Mixed‐stock analysis using Rapture genotyping to evaluate stock‐specific exploitation of a walleye population despite weak genetic structure

Abstract Mixed‐stock analyses using genetic markers have informed fisheries management in cases where strong genetic differentiation occurs among local spawning populations, yet many fisheries are supported by multiple, weakly differentiated stocks. Freshwater fisheries exemplify this problem, with many populations supported by multiple stocks of young evolutionary age and isolated across small spatial scales. Consequently, attempts to conduct genetic mixed‐stock analyses of inland fisheries have often been unsuccessful. Advances in genomic sequencing offer the ability to discriminate among populations with weak population structure, providing the necessary resolution to conduct mixed‐stock assignment among previously indistinguishable stocks.
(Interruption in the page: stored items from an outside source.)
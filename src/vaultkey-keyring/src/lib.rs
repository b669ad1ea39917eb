//! # vaultkey-keyring
//!
//! Cross-platform key provider over native secure-key facilities.
//!
//! One operation set generates EC signing keys inside secure hardware, gates
//! their use on time-bounded biometric authentication, produces attestation
//! material for to-be-attested keys, signs data and keeps certificate chains.
//!
//! ## Platform Support
//!
//! | Platform | Store | Algorithms | Attestation | User auth |
//! |----------|-------|------------|-------------|-----------|
//! | Android | Keystore/StrongBox | ES256/ES384/ES512 | Key attestation chain | BiometricPrompt |
//! | iOS/macOS | Secure Enclave | ES256 | Enclave-signed statement | SecAccessControl |
//! | Fallback | Software | ES256/ES384/ES512 | None | None |
//!
//! ## Usage
//!
//! ```rust,ignore
//! use vaultkey_keyring::{get_platform_provider, KeyGenRequest, ProviderConfig};
//! use vaultkey_crypto::SignatureAlgorithm;
//!
//! #[tokio::main]
//! async fn main() -> Result<(), Box<dyn std::error::Error>> {
//!     let provider = get_platform_provider(None, ProviderConfig::default())?;
//!
//!     let request = KeyGenRequest::new(SignatureAlgorithm::Es256)
//!         .attestation_challenge(vaultkey_crypto::random_bytes(16));
//!     let key = provider.generate_key("Bartschlüssel", &request).await?;
//!
//!     let signature = provider
//!         .sign(b"Foo", &key.key_pair, SignatureAlgorithm::Es256)
//!         .await?;
//!
//!     Ok(())
//! }
//! ```

#![warn(missing_docs)]
#![warn(clippy::all)]
#![allow(clippy::pedantic)] // Too strict for production code
#![allow(clippy::doc_markdown)] // Allow product names without backticks
#![allow(clippy::missing_errors_doc)] // Error documentation not required
#![allow(clippy::missing_panics_doc)] // Panic documentation not required
#![allow(clippy::module_name_repetitions)] // Allow Type in module::Type
#![allow(clippy::must_use_candidate)] // Not all functions need must_use

mod attestation;
mod clock;
mod config;
mod emulated;
mod error;
mod key;
mod ops;
mod prompt;
mod provider;
mod software;
mod store;
mod types;
mod window;

/// Platform-specific secure stores.
pub mod platform;

/// OS keyring persistence for the software store.
#[cfg(feature = "keyring-storage")]
pub mod keyring_storage;

use std::sync::Arc;

pub use attestation::{statement_chain, verify_statement_chain, AttestationStatement, ATTESTATION_VERSION};
pub use clock::{Clock, ManualClock, SystemClock};
pub use config::{ChallengeConcurrency, ProviderConfig};
pub use emulated::EmulatedHardwareStore;
pub use error::KeyringError;
pub use key::{SigningKeyPair, TbaKey};
pub use ops::{
    authenticators, AccessControlFlags, AccessControlSpec, EnclaveOps, HardwareOps, KeystoreSpec,
    NativeAccessDescriptor, PlatformCryptoOps, SoftwareOps,
};
pub use prompt::{
    AuthResult, BiometricPromptController, PromptPresenter, PromptRequest, PromptResponder,
    PromptText, ScriptedPresenter, ScriptedResponse,
};
pub use provider::KeyProvider;
pub use software::SoftwareStore;
pub use store::{GenerateRequest, GeneratedKey, SecureStore, StoredKey};
pub use types::{AccessPolicy, AuthContext, BackendKind, BiometricStrength, KeyGenRequest};
pub use window::{AuthenticationWindow, KeyGuard, WindowDecision, WindowState};

pub use platform::{create_platform_store, create_software_store, detect_platform, PlatformCapabilities};

/// Get a provider on the best available store for the current platform.
///
/// Store selection priority:
/// 1. Android Keystore (StrongBox when configured and present)
/// 2. iOS/macOS Secure Enclave
/// 3. Software fallback (WARNING: no hardware binding, no user auth)
///
/// # Arguments
///
/// * `presenter` - Shows biometric prompts; `None` on headless hosts
/// * `config` - Provider configuration
///
/// # Errors
///
/// Returns error if no store can be initialized or `config` is invalid.
pub fn get_platform_provider(
    presenter: Option<Arc<dyn PromptPresenter>>,
    config: ProviderConfig,
) -> Result<KeyProvider, KeyringError> {
    let caps = detect_platform();

    tracing::info!(
        backend = %caps.backend,
        has_hardware = caps.has_hardware,
        "Platform provider: detected capabilities"
    );

    if !caps.has_hardware {
        tracing::warn!(
            "Platform provider: no hardware available, using software store. \
             Keys cannot require user authentication."
        );
    }

    let store = create_platform_store(false)?;
    KeyProvider::new(store, presenter, config)
}

/// Check if hardware-backed keys are available on this platform.
pub fn is_hardware_available() -> bool {
    detect_platform().has_hardware
}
We used genomic data to conduct a mixed‐stock analysis of eastern Lake Erie's commercial and recreational walleye (Sander vitreus) fisheries and estimate the relative harvest of weakly differentiated stocks (pairwise FST < 0.01). Using RAD‐capture (Rapture), we sequenced and genotyped individuals from western and eastern basin local spawning stocks at 12,081 loci with 95% reassignment accuracy, which was not possible in the past using microsatellite markers. A baseline assessment of 395 walleye from 11 spawning stocks identified three reporting groups and refined previous assessments of gene flow among walleye stocks. Genetic assignment of 1,075 walleye harvested in eastern Lake Erie's recreational and commercial fisheries indicated that western basin stocks constituted the majority of harvest during the peak walleye fishing season (July–September), whereas eastern basin individuals comprised much of the early season harvest (May–June). Clear spatial structure in harvest composition existed; catches in more easterly sites contained more individuals of eastern basin origin than did more westerly sites. Our study provides important stock contribution estimates for Lake Erie fishery management and demonstrates the utility of genomic data to facilitate mixed‐stock analysis in exploited fish populations having weak population structure or limited existing genetic resources.